Multigenerational impacts of gestational bisphenol A exposure on the sperm function and fertility of male mice

Abstract

Growing evidence suggests that developmental exposure to bisphenol A (BPA)—a synthetic endocrine disruptor—causes atypical reproductive phenotypes that may persist for generations. However, the precise mechanism(s) by which BPA causes these adverse consequences is unclear. Here, pregnant female mice were orally exposed to 50 μg, 5 mg, and 50 mg BPA/kg body weight (bw)/day from 7 to 14 days of gestation. Corn oil treatments were used as control. The first filial generation (F1) and F2 males were used to generate F3 by mating them with unexposed females.
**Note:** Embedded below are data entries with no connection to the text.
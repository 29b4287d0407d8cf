pub mod fixed_point;
pub mod log_exp;

pub use fixed_point::*;
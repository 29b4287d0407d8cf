use num_bigint::BigUint;
use std::time::{Duration, Instant};
use swap_router::core::constants::ONE;
use swap_router::core::error::RouterError;
use swap_router::core::indexer::pool::{write_pool_snapshot_on_disk, FileSnapshotProvider};
use swap_router::core::types::{
    GraphTraversalConfig, Pool, PoolToken, PoolType, ProtocolVersion, RouteRequest, SwapKind, Token,
};
use swap_router::orchestrator::{get_aggregator_quotes, route};
use swap_router::types::{Quote, RouterConfig, SwapKindParam};

const DAI: &str = "0x6B175474E89094C44DA98B954EEDEAC495271D0F";
const USDC: &str = "0xa0b86991c6218b36c1d19d4a2e9eb0ce3606eb48";
const WETH: &str = "0xc02aaa39b223fe8d0a0e5c4f27ead9083c756cc2";

fn units(n: u64) -> BigUint {
    ONE() * BigUint::from(n)
}

fn weighted_pool(id: &str, version: ProtocolVersion, a: &str, b: &str, balance_a: u64, balance_b: u64) -> Pool {
    Pool {
        id: id.to_string(),
        address: id.to_string(),
        protocol_version: version,
        pool_type: PoolType::Weighted {
            weights: vec![ONE() / 2u32, ONE() / 2u32],
        },
        tokens: vec![
            PoolToken::new(Token::new(a, 18), units(balance_a)),
            PoolToken::new(Token::new(b, 18), units(balance_b)),
        ],
        swap_fee: ONE() * 3u32 / 1_000u32,
    }
}

fn request(kind: SwapKind, amount: BigUint, pools: Vec<Pool>, max_depth: usize) -> RouteRequest {
    RouteRequest {
        token_in: DAI.to_string(),
        token_out: USDC.to_string(),
        swap_kind: kind,
        amount,
        universe: None,
        pools,
        traversal: GraphTraversalConfig {
            max_depth,
            max_boosted_depth: 0,
            max_paths: 4,
        },
    }
}

fn between(value: &BigUint, low: u64, high: u64) -> bool {
    *value > units(low) && *value < units(high)
}

#[tokio::test]
async fn single_pool_quote_pays_the_fee() {
    let config = RouterConfig::default();
    let pools = vec![weighted_pool("p", ProtocolVersion::V3, DAI, USDC, 1_000_000, 1_000_000)];

    let response = route(&config, request(SwapKind::GivenIn, units(1_000), pools, 3))
        .await
        .unwrap();

    assert!(between(&response.return_amount, 990, 997));
    assert_eq!(response.chosen_universe, Some(ProtocolVersion::V3));
    assert_eq!(response.paths.len(), 1);
    assert_eq!(response.paths[0].pools, vec!["p".to_string()]);
    assert_eq!(response.paths[0].tokens, vec![DAI.to_lowercase(), USDC.to_string()]);
    assert_eq!(response.token_in, DAI.to_lowercase());
}

#[tokio::test]
async fn depth_controls_multi_hop_routes() {
    let config = RouterConfig::default();
    let pools = vec![
        weighted_pool("direct", ProtocolVersion::V3, DAI, USDC, 100, 100),
        weighted_pool("dai-weth", ProtocolVersion::V3, DAI, WETH, 1_000_000, 1_000_000),
        weighted_pool("weth-usdc", ProtocolVersion::V3, WETH, USDC, 1_000_000, 1_000_000),
    ];

    let shallow = route(&config, request(SwapKind::GivenIn, units(10), pools.clone(), 1))
        .await
        .unwrap();
    assert!(shallow.paths.iter().all(|p| p.pools.len() == 1));

    let deep = route(&config, request(SwapKind::GivenIn, units(10), pools, 2))
        .await
        .unwrap();
    assert!(deep.paths.iter().any(|p| p.pools.len() == 2));
    assert!(deep.return_amount > shallow.return_amount);
}

#[tokio::test]
async fn identical_tokens_rejected() {
    let config = RouterConfig::default();
    let mut req = request(SwapKind::GivenIn, units(1), vec![], 3);
    req.token_out = DAI.to_lowercase();

    assert_eq!(
        route(&config, req).await,
        Err(RouterError::IdenticalTokens(DAI.to_lowercase()))
    );
}

#[tokio::test]
async fn zero_amount_rejected() {
    let config = RouterConfig::default();
    let req = request(SwapKind::GivenIn, BigUint::from(0u32), vec![], 3);
    assert_eq!(route(&config, req).await, Err(RouterError::NonPositiveAmount));
}

#[tokio::test]
async fn depleted_pool_cannot_serve_exact_output() {
    let config = RouterConfig::default();
    let pools = vec![weighted_pool("thin", ProtocolVersion::V3, DAI, USDC, 1_000, 100)];

    let response = route(&config, request(SwapKind::GivenOut, units(100), pools, 3))
        .await
        .unwrap();
    assert_eq!(response.return_amount, BigUint::from(0u32));
    assert!(response.paths.is_empty());
    assert_eq!(response.chosen_universe, None);
}

#[tokio::test]
async fn unconnected_tokens_have_no_route() {
    let config = RouterConfig::default();
    let pools = vec![weighted_pool("other", ProtocolVersion::V3, DAI, WETH, 1_000, 1_000)];

    let response = route(&config, request(SwapKind::GivenIn, units(1), pools, 3))
        .await
        .unwrap();
    assert_eq!(response.return_amount, BigUint::from(0u32));
    assert!(response.paths.is_empty());
    assert_eq!(response.price_impact, 0.0);
}

#[tokio::test]
async fn routing_is_deterministic() {
    let config = RouterConfig::default();
    let pools = vec![
        weighted_pool("a", ProtocolVersion::V3, DAI, USDC, 50_000, 50_000),
        weighted_pool("b", ProtocolVersion::V3, DAI, USDC, 80_000, 80_000),
        weighted_pool("dai-weth", ProtocolVersion::V3, DAI, WETH, 60_000, 60_000),
        weighted_pool("weth-usdc", ProtocolVersion::V3, WETH, USDC, 60_000, 60_000),
    ];

    let first = route(&config, request(SwapKind::GivenIn, units(5_000), pools.clone(), 2))
        .await
        .unwrap();
    let second = route(&config, request(SwapKind::GivenIn, units(5_000), pools, 2))
        .await
        .unwrap();
    assert_eq!(first, second);
    assert!(first.paths.len() > 1);
}

#[tokio::test]
async fn deeper_universe_wins_for_both_kinds() {
    let config = RouterConfig::default();
    let pools = vec![
        weighted_pool("shallow", ProtocolVersion::V2, DAI, USDC, 10_000, 10_000),
        weighted_pool("deep", ProtocolVersion::V3, DAI, USDC, 1_000_000, 1_000_000),
    ];

    let given_in = route(&config, request(SwapKind::GivenIn, units(1_000), pools.clone(), 3))
        .await
        .unwrap();
    assert_eq!(given_in.chosen_universe, Some(ProtocolVersion::V3));

    // Exact output: the universe asking for less input wins
    let given_out = route(&config, request(SwapKind::GivenOut, units(1_000), pools, 3))
        .await
        .unwrap();
    assert_eq!(given_out.chosen_universe, Some(ProtocolVersion::V3));
    assert!(between(&given_out.return_amount, 1_000, 1_010));
}

#[tokio::test]
async fn tie_goes_to_first_configured_universe() {
    let config = RouterConfig::default();
    let pools = vec![
        weighted_pool("v2", ProtocolVersion::V2, DAI, USDC, 10_000, 10_000),
        weighted_pool("v3", ProtocolVersion::V3, DAI, USDC, 10_000, 10_000),
    ];

    let response = route(&config, request(SwapKind::GivenIn, units(10), pools.clone(), 3))
        .await
        .unwrap();
    assert_eq!(response.chosen_universe, Some(ProtocolVersion::V2));

    let mut reversed = config.clone();
    reversed.supported_universes = vec![ProtocolVersion::V3, ProtocolVersion::V2];
    let response = route(&reversed, request(SwapKind::GivenIn, units(10), pools, 3))
        .await
        .unwrap();
    assert_eq!(response.chosen_universe, Some(ProtocolVersion::V3));
}

#[tokio::test]
async fn requested_universe_restricts_search() {
    let config = RouterConfig::default();
    let pools = vec![
        weighted_pool("shallow", ProtocolVersion::V2, DAI, USDC, 10_000, 10_000),
        weighted_pool("deep", ProtocolVersion::V3, DAI, USDC, 1_000_000, 1_000_000),
    ];
    let mut req = request(SwapKind::GivenIn, units(1_000), pools, 3);
    req.universe = Some(ProtocolVersion::V2);

    let response = route(&config, req).await.unwrap();
    assert_eq!(response.chosen_universe, Some(ProtocolVersion::V2));
    assert_eq!(response.paths[0].pools, vec!["shallow".to_string()]);
}

#[tokio::test]
async fn request_timeout_bounds_dense_search() {
    let tokens: Vec<String> = (0..18).map(|i| format!("0xt{i:02}")).collect();
    let mut pools = Vec::new();
    for (i, a) in tokens.iter().enumerate() {
        for b in &tokens[i + 1..] {
            let id = format!("{a}-{b}");
            pools.push(weighted_pool(&id, ProtocolVersion::V3, a, b, 1_000_000, 1_000_000));
        }
    }
    let mut config = RouterConfig::default();
    config.request_timeout_ms = 50;
    let mut req = request(SwapKind::GivenIn, units(1_000), pools, 4);
    req.token_in = tokens[0].clone();
    req.token_out = tokens[1].clone();

    let started = Instant::now();
    let response = route(&config, req).await.unwrap();
    let elapsed = started.elapsed();

    assert!(elapsed < Duration::from_millis(500), "took {elapsed:?}");
    assert!(response.paths.len() <= 4);
}

#[tokio::test]
async fn quotes_served_from_snapshot_file() {
    let dir = tempfile::tempdir().unwrap();
    let mut config = RouterConfig::default();
    config.working_dir = dir.path().to_string_lossy().to_string();
    write_pool_snapshot_on_disk(
        config.snapshot_path(),
        &[
            weighted_pool("p", ProtocolVersion::V3, DAI, USDC, 1_000_000, 1_000_000),
            weighted_pool("q", ProtocolVersion::V3, DAI, USDC, 10, 10),
        ],
    )
    .unwrap();
    let provider = FileSnapshotProvider::new(config.snapshot_path());

    let params = Quote {
        token_in: DAI.to_string(),
        token_out: USDC.to_string(),
        swap_kind: SwapKindParam::GivenIn,
        amount: units(1_000).to_string(),
        protocol_version: Some(3),
        pool_ids: Some("p".to_string()),
    };
    let response = get_aggregator_quotes(&config, &provider, params).await.unwrap();

    assert_eq!(response.protocol_version, Some(3));
    assert_eq!(response.routes.len(), 1);
    let hop = &response.routes[0].path[0];
    assert_eq!(hop.pool_id, "p");
    assert_eq!(hop.amount_in, units(1_000).to_string());
    assert_eq!(hop.amount_out, response.return_amount);
    assert!(between(&response.return_amount.parse::<BigUint>().unwrap(), 990, 997));
}

#[tokio::test]
async fn invalid_quote_never_reads_snapshot() {
    let config = RouterConfig::default();
    let provider = FileSnapshotProvider::new("/nonexistent/pools.json");
    let params = Quote {
        token_in: DAI.to_string(),
        token_out: DAI.to_string(),
        swap_kind: SwapKindParam::GivenOut,
        amount: "5".to_string(),
        protocol_version: None,
        pool_ids: None,
    };

    let err = get_aggregator_quotes(&config, &provider, params).await.unwrap_err();
    assert!(err.to_string().contains("identical"));
}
High BPA doses impaired F1 and/or F1–F2 (multigenerational effect) male reproduction (i.e., disrupted testicular germ cell organization and spermatogenesis, altered sperm biochemical properties, and decreased sperm count, motility, and fertility) but not that of F3 males (transgenerational effect). Moreover, the observed multigenerational transmission of the abnormal reproductive traits was associated with alterations in the sperm DNA methylation patterns of specific male generations, with substantial proteomic changes in F1–F3 at the highest BPA dose. Given that the proteins related to male fertility and epigenetic modification are highly conserved among vertebrates, our findings may shed light on how exposure to environmental factors during pregnancy affects fertility in future generations in both humans and the other animals.